Baca Juga: Baru Dilantik, Kepala BGN Langsung Ambil Langkah Tegas: Program MBG Tidak Boleh Bebani Anggaran Negara Menurut Nanik, pencairan dana dilakukan secara bertahap. Sebagian SPPG telah menerima dana pada akhir pekan lalu, sementara sebagian lainnya baru dicairkan pada hari ini.
"Jadi memang ada beberapa yang Jumat itu sudah dicairkan, yang Senin ini juga dicairkan. Tadi kalau tidak salah kami dapat laporan 5T ya, dicairkan hari ini," ujarnya.

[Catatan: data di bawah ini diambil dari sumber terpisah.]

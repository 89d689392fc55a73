//! `bollworm` - CLI for cotton bollworm yield-loss records
//!
//! This binary validates larval counts entered on the command line, computes
//! the theoretical yield loss, and manages the stored records.

#![warn(missing_debug_implementations)]
#![deny(unsafe_code)]

use std::path::PathBuf;

use anyhow::Context;
use clap::Parser;
use tracing::debug;

use bollworm::cli::{handlers, Cli, Command};
use bollworm::{init_logging, Config, Storage};

fn main() -> anyhow::Result<()> {
    let cli = Cli::parse();

    init_logging(cli.verbosity());

    let config_path = cli.config;
    let output = match cli.command {
        // `config` loads (or deliberately skips) the configuration itself.
        Command::Config(cmd) => handlers::config(&cmd, config_path.as_deref())?,
        Command::Estimate(cmd) => handlers::estimate(&cmd)?,
        Command::Init(cmd) => with_storage(config_path, |s, _| handlers::init(s, cmd.drop))?,
        Command::Seed => with_storage(config_path, |s, _| handlers::seed(s))?,
        Command::Add(cmd) => with_storage(config_path, |s, _| handlers::add(s, &cmd))?,
        Command::List(cmd) => with_storage(config_path, |s, c| handlers::list(s, &cmd, c))?,
        Command::Show(cmd) => with_storage(config_path, |s, _| handlers::show(s, &cmd))?,
        Command::Edit(cmd) => with_storage(config_path, |s, _| handlers::edit(s, &cmd))?,
        Command::Delete(cmd) => with_storage(config_path, |s, _| handlers::delete(s, cmd.id))?,
        Command::Stats(cmd) => with_storage(config_path, |s, _| handlers::stats(s, cmd.json))?,
    };

    println!("{output}");
    Ok(())
}

/// Load the configuration, open the record database and run `handler`.
fn with_storage<F>(config_path: Option<PathBuf>, handler: F) -> anyhow::Result<String>
where
    F: FnOnce(&Storage, &Config) -> bollworm::Result<String>,
{
    let config = Config::load_from(config_path).context("loading configuration")?;
    let path = config.database_path();
    debug!("Using database {}", path.display());

    let storage = Storage::open(&path)
        .with_context(|| format!("opening record database {}", path.display()))?;
    Ok(handler(&storage, &config)?)
}
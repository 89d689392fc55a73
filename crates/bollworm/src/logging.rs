//! Logging configuration for bollworm.
//!
//! This module sets up the tracing-based logging used throughout bollworm.
//! Log lines go to stderr so command output on stdout stays machine-readable.

use tracing::Level;
use tracing_subscriber::{fmt, prelude::*, EnvFilter};

/// Verbosity level for logging output.
#[derive(Debug, Clone, Copy, PartialEq, Eq, Default)]
pub enum Verbosity {
    /// Suppress all output except errors.
    Quiet,
    /// Normal output level (info and above).
    #[default]
    Normal,
    /// Verbose output (debug and above).
    Verbose,
    /// Very verbose output (trace level).
    Trace,
}

impl Verbosity {
    /// Convert verbosity to a tracing level.
    #[must_use]
    pub fn to_level_filter(&self) -> Level {
        match self {
            Self::Quiet => Level::ERROR,
            Self::Normal => Level::INFO,
            Self::Verbose => Level::DEBUG,
            Self::Trace => Level::TRACE,
        }
    }

    /// The filter directive used when `RUST_LOG` is unset.
    #[must_use]
    pub fn directive(&self) -> String {
        format!("bollworm={}", self.to_level_filter())
    }
}

/// Initialize the logging system.
///
/// Call once at startup. `RUST_LOG` takes precedence over `verbosity`.
///
/// # Examples
///
/// ```no_run
/// use bollworm::{init_logging, logging::Verbosity};
///
/// init_logging(Verbosity::Verbose);
/// ```
pub fn init_logging(verbosity: Verbosity) {
    let env_filter = EnvFilter::try_from_default_env()
        .unwrap_or_else(|_| EnvFilter::new(verbosity.directive()));

    let subscriber = tracing_subscriber::registry().with(env_filter).with(
        fmt::layer()
            .with_writer(std::io::stderr)
            .with_target(true)
            .with_thread_ids(false)
            .with_file(false)
            .with_line_number(false),
    );

    // Ignore the error if a subscriber is already installed.
    let _ = subscriber.try_init();
}

/// Initialize logging for tests. Output is captured per test and only
/// warnings are shown.
#[cfg(test)]
pub(crate) fn init_test_logging() {
    let _ = tracing_subscriber::fmt()
        .with_env_filter("warn")
        .with_test_writer()
        .try_init();
}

Ia menilai isu yang menyebut penghentian operasional dapur MBG akibat dana belum cair tidak sepenuhnya benar.
Menurutnya, kondisi tersebut lebih disebabkan faktor teknis dalam proses penyaluran.
"Jadi tidak ada masalah, ini masalah teknis saja," kata Nanik.
Sebelumnya, sejumlah daerah melaporkan penghentian sementara operasional dapur MBG.
Di Kabupaten Demak, Jawa Tengah, sebanyak 30 SPPG dilaporkan berhenti beroperasi karena dana operasional belum masuk hingga awal pekan ini.
Koordinator wilayah BGN Kabupaten Demak, Muzani Ali Sadikin, mengatakan penghentian itu berdampak pada distribusi makanan bagi siswa penerima manfaat program.
Hal serupa juga terjadi di Kabupaten Brebes, Jawa Tengah. Koordinator wilayah BGN setempat, Arya Dewa Nugroho, menyebut 31 SPPG menghentikan sementara distribusi makanan karena belum adanya pencairan dana operasional dari pusat.